Affascinato dalle opportunità che questa impresa poteva offrirgli si mise alla ricerca di capitale che potesse permettergli di portare avanti gli scavi. A Marsiglia si imbatté in un giovane Giovanni Antonio Sanna, un rivoluzionario di origini sarde, di stanza in Francia per questioni commerciali.

Ben presto i due riuscirono ad accordarsi e a creare una società con lo scopo di chiedere al re d’Italia concessioni in campo minerario. Quest’ultimo si rifiutò di concederle dal momento che Pischedda era un sacerdote e la chiesa non poteva essere coinvolta in attività a scopo di lucro.

Solo nell’aprile del 1848, una volta estromesso il lungimirante sacerdote dalla società, Sanna riuscì ad ottenere dal re Carlo Alberto la concessione perpetua per lo sfruttamento della miniera di Montevecchio, che di lì a poco diventerà una delle più importanti del regno.

È una storia durata quasi centocinquanta anni quella della miniera di Montevecchio, interrotasi nel maggio del 1991, esattamente trent’anni fa.

Ora, di quello straordinario complesso, meravigliosamente avanzato, industrializzato e moderno, non rimangono altro che le macerie, a far da contrasto con una natura selvaggia, che sembra quasi volersi riprendere i suoi spazi.

Un panorama a tratti macabro circonda il borgo di Montevecchio, che pare quasi sospeso nel tempo, quasi da rendere impensabile che lì, appena trent’anni fa, ancora le miniere erano in attività.

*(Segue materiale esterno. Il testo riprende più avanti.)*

//! Comprehensive error types for variant resolution and assembly.
//!
//! This module defines all error types with actionable error messages and recovery suggestions.

use thiserror::Error;

/// Result type alias for variant operations
pub type Result<T> = std::result::Result<T, VariantError>;

/// Main error type for all variant operations
#[derive(Error, Debug)]
pub enum VariantError {
    /// Requested variant names matched nothing in the registry
    #[error(transparent)]
    ConfigNotFound(#[from] ConfigNotFoundError),

    /// CLI argument errors
    #[error("CLI error: {0}")]
    Cli(#[from] CliError),

    /// IO errors
    #[error("IO error: {0}")]
    Io(#[from] std::io::Error),

    /// JSON serialization errors
    #[error("JSON error: {0}")]
    Json(#[from] serde_json::Error),

    /// TOML parsing errors
    #[error("TOML error: {0}")]
    Toml(#[from] toml::de::Error),

    /// Generic errors from anyhow
    #[error("{0}")]
    Anyhow(#[from] anyhow::Error),
}

/// None of the requested variant names exist in the registry.
///
/// Carries both the rejected names and every known name so the message can
/// be shown to the user verbatim.
#[derive(Error, Debug, Clone, PartialEq, Eq)]
#[error(
    "Couldn't find a valid config with the names {}. Known configs are: {}",
    render_names(.requested),
    .known.join(", ")
)]
pub struct ConfigNotFoundError {
    /// Names that were requested (reserved keys already removed)
    pub requested: Vec<String>,

    /// Every variant name in registry order, duplicates included
    pub known: Vec<String>,
}

fn render_names(names: &[String]) -> String {
    serde_json::to_string(names).unwrap_or_else(|_| format!("{names:?}"))
}

/// CLI-specific errors
#[derive(Error, Debug)]
pub enum CliError {
    /// Invalid command line arguments
    #[error("Invalid arguments: {reason}")]
    InvalidArguments {
        /// Reason for the error
        reason: String,
    },

    /// Command execution failed
    #[error("Command execution failed: {command} - {reason}")]
    ExecutionFailed {
        /// Command that failed
        command: String,
        /// Reason for the error
        reason: String,
    },
}

impl VariantError {
    /// Get actionable recovery suggestions for this error
    pub fn recovery_suggestions(&self) -> Vec<String> {
        match self {
            VariantError::ConfigNotFound(err) => vec![format!(
                "Re-run with one or more of: {}",
                err.known.join(", ")
            )],
            VariantError::Cli(CliError::InvalidArguments { .. }) => {
                vec!["Run with --help to see the accepted arguments".to_string()]
            }
            _ => vec!["Check the error message above for specific details".to_string()],
        }
    }

    /// Check if this error is recoverable
    pub fn is_recoverable(&self) -> bool {
        matches!(
            self,
            VariantError::ConfigNotFound(_) | VariantError::Cli(CliError::InvalidArguments { .. })
        )
    }
}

A regnare sono l’abbandono e l’inquinamento, dovuto ai tanti, troppi materiali, che ancora ricoprono il sottosuolo della zona. Nulla è stato fatto per bonificare il territorio, riqualificare i tanti edifici abbandonati (ma soprattutto renderli agibili) o sfruttare al meglio le vecchie frazioni minerarie, dando nuove opportunità in termini occupazionali, ma soprattutto turistici.